Extracted information:
//! Types shared by the tracer, snapshots and reports, and the errors they
//! return.

pub mod errors;
pub mod types;

pub use types::{Frame, KeyType, StackId, Traceback, UNKNOWN_FILENAME};

pub use errors::{SnapshotError, TracerError};
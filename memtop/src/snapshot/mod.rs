//! Point-in-time capture of traced allocations.
//!
//! A [`Snapshot`] is plain data: resolved traces plus the traceback limit in
//! force when it was taken. It can be grouped into statistics, diffed
//! against another snapshot, filtered, and persisted as JSON.

pub mod filter;
pub mod resolver;

pub use filter::{fnmatch, Filter};
pub use resolver::FrameResolver;

use serde::{Deserialize, Serialize};
use std::fs::File;
use std::io::{BufReader, BufWriter};
use std::path::Path;
use std::sync::Arc;

use crate::analysis::{compare_statistics, group_statistics, Statistic, StatisticDiff};
use crate::domain::{KeyType, SnapshotError, Traceback};
use crate::export::{dump_snapshot, load_snapshot};

/// One traced block.
#[derive(Debug, Clone, PartialEq, Eq, Serialize, Deserialize)]
pub struct Trace {
    pub size: usize,
    pub traceback: Arc<Traceback>,
}

#[derive(Debug, Clone, Default, Serialize, Deserialize)]
pub struct Snapshot {
    traces: Vec<Trace>,
    traceback_limit: usize,
}

impl Snapshot {
    #[must_use]
    pub fn new(traces: Vec<Trace>, traceback_limit: usize) -> Self {
        Self { traces, traceback_limit }
    }

    #[must_use]
    pub fn traces(&self) -> &[Trace] {
        &self.traces
    }

    /// Frame limit the tracer used when this snapshot was taken.
    #[must_use]
    pub fn traceback_limit(&self) -> usize {
        self.traceback_limit
    }

    /// Total bytes across all traces.
    #[must_use]
    pub fn total_size(&self) -> usize {
        self.traces.iter().map(|t| t.size).sum()
    }

    /// Group traces by `key_type`, biggest first.
    ///
    /// # Errors
    /// Returns [`SnapshotError::CumulativeTraceback`] for traceback keys in
    /// cumulative mode.
    pub fn statistics(
        &self,
        key_type: KeyType,
        cumulative: bool,
    ) -> Result<Vec<Statistic>, SnapshotError> {
        group_statistics(&self.traces, key_type, cumulative)
    }

    /// Differences from `old` to `self`, biggest change first.
    ///
    /// # Errors
    /// Returns [`SnapshotError::CumulativeTraceback`] for traceback keys in
    /// cumulative mode.
    pub fn compare_to(
        &self,
        old: &Snapshot,
        key_type: KeyType,
        cumulative: bool,
    ) -> Result<Vec<StatisticDiff>, SnapshotError> {
        compare_statistics(&self.traces, &old.traces, key_type, cumulative)
    }

    /// New snapshot holding only the traces that pass `filters`.
    ///
    /// An empty filter list keeps everything.
    #[must_use]
    pub fn filter_traces(&self, filters: &[Filter]) -> Snapshot {
        let traces = self
            .traces
            .iter()
            .filter(|trace| filter::keep_traceback(filters, &trace.traceback))
            .cloned()
            .collect();
        Snapshot { traces, traceback_limit: self.traceback_limit }
    }

    /// Write the snapshot to `path` as JSON.
    ///
    /// # Errors
    /// Returns an error if the file cannot be created or written.
    pub fn dump(&self, path: impl AsRef<Path>) -> Result<(), SnapshotError> {
        let file = File::create(path)?;
        dump_snapshot(BufWriter::new(file), self)
    }

    /// Read a snapshot previously written by [`Snapshot::dump`].
    ///
    /// # Errors
    /// Returns an error if the file cannot be read, is not valid JSON, or has
    /// an unsupported format version.
    pub fn load(path: impl AsRef<Path>) -> Result<Self, SnapshotError> {
        let file = File::open(path)?;
        load_snapshot(BufReader::new(file))
    }
}
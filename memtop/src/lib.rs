//! # memtop - Allocation tracing with per-line statistics
//!
//! memtop records every heap allocation made through its global allocator
//! wrapper, attributes each block to the source line that requested it, and
//! reports the lines holding the most memory.
//!
//! ## Architecture Overview
//!
//! ```text
//! ┌─────────────────────────────────────────────────────────────────┐
//! │                       User Program                              │
//! │        #[global_allocator] TracingAllocator<System>             │
//! └───────────────────────┬─────────────────────────────────────────┘
//!                         │ alloc / realloc / dealloc
//!                         ▼
//! ┌─────────────────────────────────────────────────────────────────┐
//! │  tracer: raw stack capture + trace table (addr → size, stack)   │
//! └───────────────────────┬─────────────────────────────────────────┘
//!                         │ take_snapshot()
//!                         ▼
//! ┌──────────────┐   ┌──────────────┐   ┌──────────────┐
//! │ Symbolizer   │──▶│  Snapshot    │──▶│   Analysis   │──▶ report
//! │ (DWARF)      │   │ (resolved)   │   │ (statistics) │
//! └──────────────┘   └──────┬───────┘   └──────────────┘
//!                           │
//!                           ▼
//!                    ┌──────────────┐
//!                    │    Export    │
//!                    │ (JSON dump)  │
//!                    └──────────────┘
//! ```
//!
//! ## Module Structure
//!
//! - [`tracer`]: the `GlobalAlloc` wrapper, tracing state and snapshot entry points
//! - [`symbolization`]: address → function/file/line via `addr2line`
//! - [`classification`]: user code vs std/allocator/third-party frames
//! - [`snapshot`]: resolved traces, filters, statistics and comparison
//! - [`analysis`]: grouping by line, file or traceback
//! - [`export`]: JSON persistence of snapshots
//! - [`report`]: console formatting
//! - [`sample`]: the demo workload
//! - [`cli`]: command-line arguments
//! - [`domain`]: shared types and errors
//!
//! ## Typical Usage
//!
//! ```rust,ignore
//! use memtop::domain::KeyType;
//! use memtop::tracer::{self, TracingAllocator};
//! use std::alloc::System;
//!
//! #[global_allocator]
//! static GLOBAL: TracingAllocator<System> = TracingAllocator::new(System);
//!
//! tracer::start(1)?;
//! let data: Vec<Vec<u64>> = (0..100).map(|_| (0..1000).collect()).collect();
//! let snapshot = tracer::take_snapshot()?;
//! for stat in snapshot.statistics(KeyType::Lineno, false)?.iter().take(5) {
//!     println!("{stat}");
//! }
//! ```

pub mod analysis;
pub mod classification;
pub mod cli;
pub mod domain;
pub mod export;
pub mod report;
pub mod sample;
pub mod snapshot;
pub mod symbolization;
pub mod tracer;
//! Raw stack resolution
//!
//! Turns the tracer's raw return addresses into [`Traceback`]s:
//! adjust each address, symbolize it, skip the allocator frames, then keep
//! the first `limit` frames starting at the first user frame.

use log::{debug, warn};
use std::sync::Arc;

use super::{Snapshot, Trace};
use crate::classification::{classify_frame, coverage};
use crate::domain::{Frame, TracerError, Traceback, UNKNOWN_FILENAME};
use crate::symbolization::{self_memory_range, MemoryRange, Symbolizer};
use crate::tracer::table::RawSnapshot;

/// Resolves raw call stacks captured by the tracer into tracebacks.
///
/// Holds the symbolizer (and its cache) for the current executable.
pub struct FrameResolver {
    symbolizer: Option<Symbolizer>,
    memory_range: Option<MemoryRange>,
}

impl FrameResolver {
    pub fn new(symbolizer: Symbolizer, memory_range: Option<MemoryRange>) -> Self {
        Self { symbolizer: Some(symbolizer), memory_range }
    }

    /// Resolver without debug info; every stack resolves to `<unknown>:0`.
    #[must_use]
    pub fn unsymbolized() -> Self {
        Self { symbolizer: None, memory_range: None }
    }

    /// Load DWARF for the running executable and find its load range.
    ///
    /// # Errors
    /// Returns an error if the executable path is unavailable or its debug
    /// info cannot be parsed.
    pub fn for_current_exe() -> Result<Self, TracerError> {
        let exe = std::env::current_exe()?;
        let symbolizer = Symbolizer::new(&exe)
            .map_err(|e| TracerError::SymbolizationFailed(format!("{}: {e:#}", exe.display())))?;

        let memory_range = match self_memory_range(&exe) {
            Ok(range) => Some(range),
            Err(e) => {
                warn!("Failed to get memory range: {e}. Symbol resolution may not work.");
                None
            }
        };

        Ok(Self::new(symbolizer, memory_range))
    }

    /// Adjust an address for PIE executables
    ///
    /// Returns (`adjusted_address`, `is_in_executable`)
    fn adjust_address(&self, addr: u64) -> (u64, bool) {
        let pie = self.symbolizer.as_ref().is_some_and(Symbolizer::is_position_independent);
        match self.memory_range {
            Some(range) if range.contains(addr) => {
                let adjusted = if pie { addr - range.start } else { addr };
                (adjusted, true)
            }
            Some(_) => (addr, false),
            None => (addr, true),
        }
    }

    /// Resolve one raw stack (innermost return address first).
    #[must_use]
    pub fn resolve_stack(&self, ips: &[usize], limit: usize) -> Traceback {
        let mut frames = Vec::new();
        let mut in_user_code = false;

        for &ip in ips {
            // Return address points past the call; step back into it
            let (addr, in_executable) = self.adjust_address((ip as u64).saturating_sub(1));

            let Some(symbolizer) = self.symbolizer.as_ref().filter(|_| in_executable) else {
                // Shared library or no debug info: never user code
                if in_user_code {
                    frames.push(Frame::unknown());
                }
                continue;
            };

            for inlined in symbolizer.resolve(addr).frames {
                let file = inlined.location.as_ref().and_then(|loc| loc.file.as_deref());
                if !in_user_code {
                    let origin = classify_frame(&inlined.function, file, in_executable);
                    if !origin.is_user_code() {
                        continue;
                    }
                    in_user_code = true;
                }
                let lineno = inlined.location.as_ref().and_then(|loc| loc.line).unwrap_or(0);
                frames.push(Frame::new(file.unwrap_or(UNKNOWN_FILENAME), lineno));
            }
        }

        let total = frames.len();
        frames.truncate(limit);
        Traceback::new(frames, Some(total))
    }

    /// Resolve a raw table copy into a snapshot.
    pub(crate) fn resolve(&self, raw: &RawSnapshot, limit: usize) -> Snapshot {
        let tracebacks: Vec<Arc<Traceback>> =
            raw.stacks.iter().map(|ips| Arc::new(self.resolve_stack(ips, limit))).collect();

        let traces = raw
            .traces
            .iter()
            .map(|trace| Trace {
                size: trace.size,
                traceback: Arc::clone(&tracebacks[trace.stack.0 as usize]),
            })
            .collect();

        let unknown = tracebacks.iter().filter(|tb| tb.most_recent().is_unknown()).count();
        debug!("Resolved {} stacks, {unknown} without user frames", tracebacks.len());
        if coverage().is_low() {
            warn!("Less than half of the frames had debug info; build with debug = true");
        }

        Snapshot::new(traces, limit)
    }
}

What is needed: How many lines in the listing above contain "path"? Give the number and nothing else.

Finished exercise: 7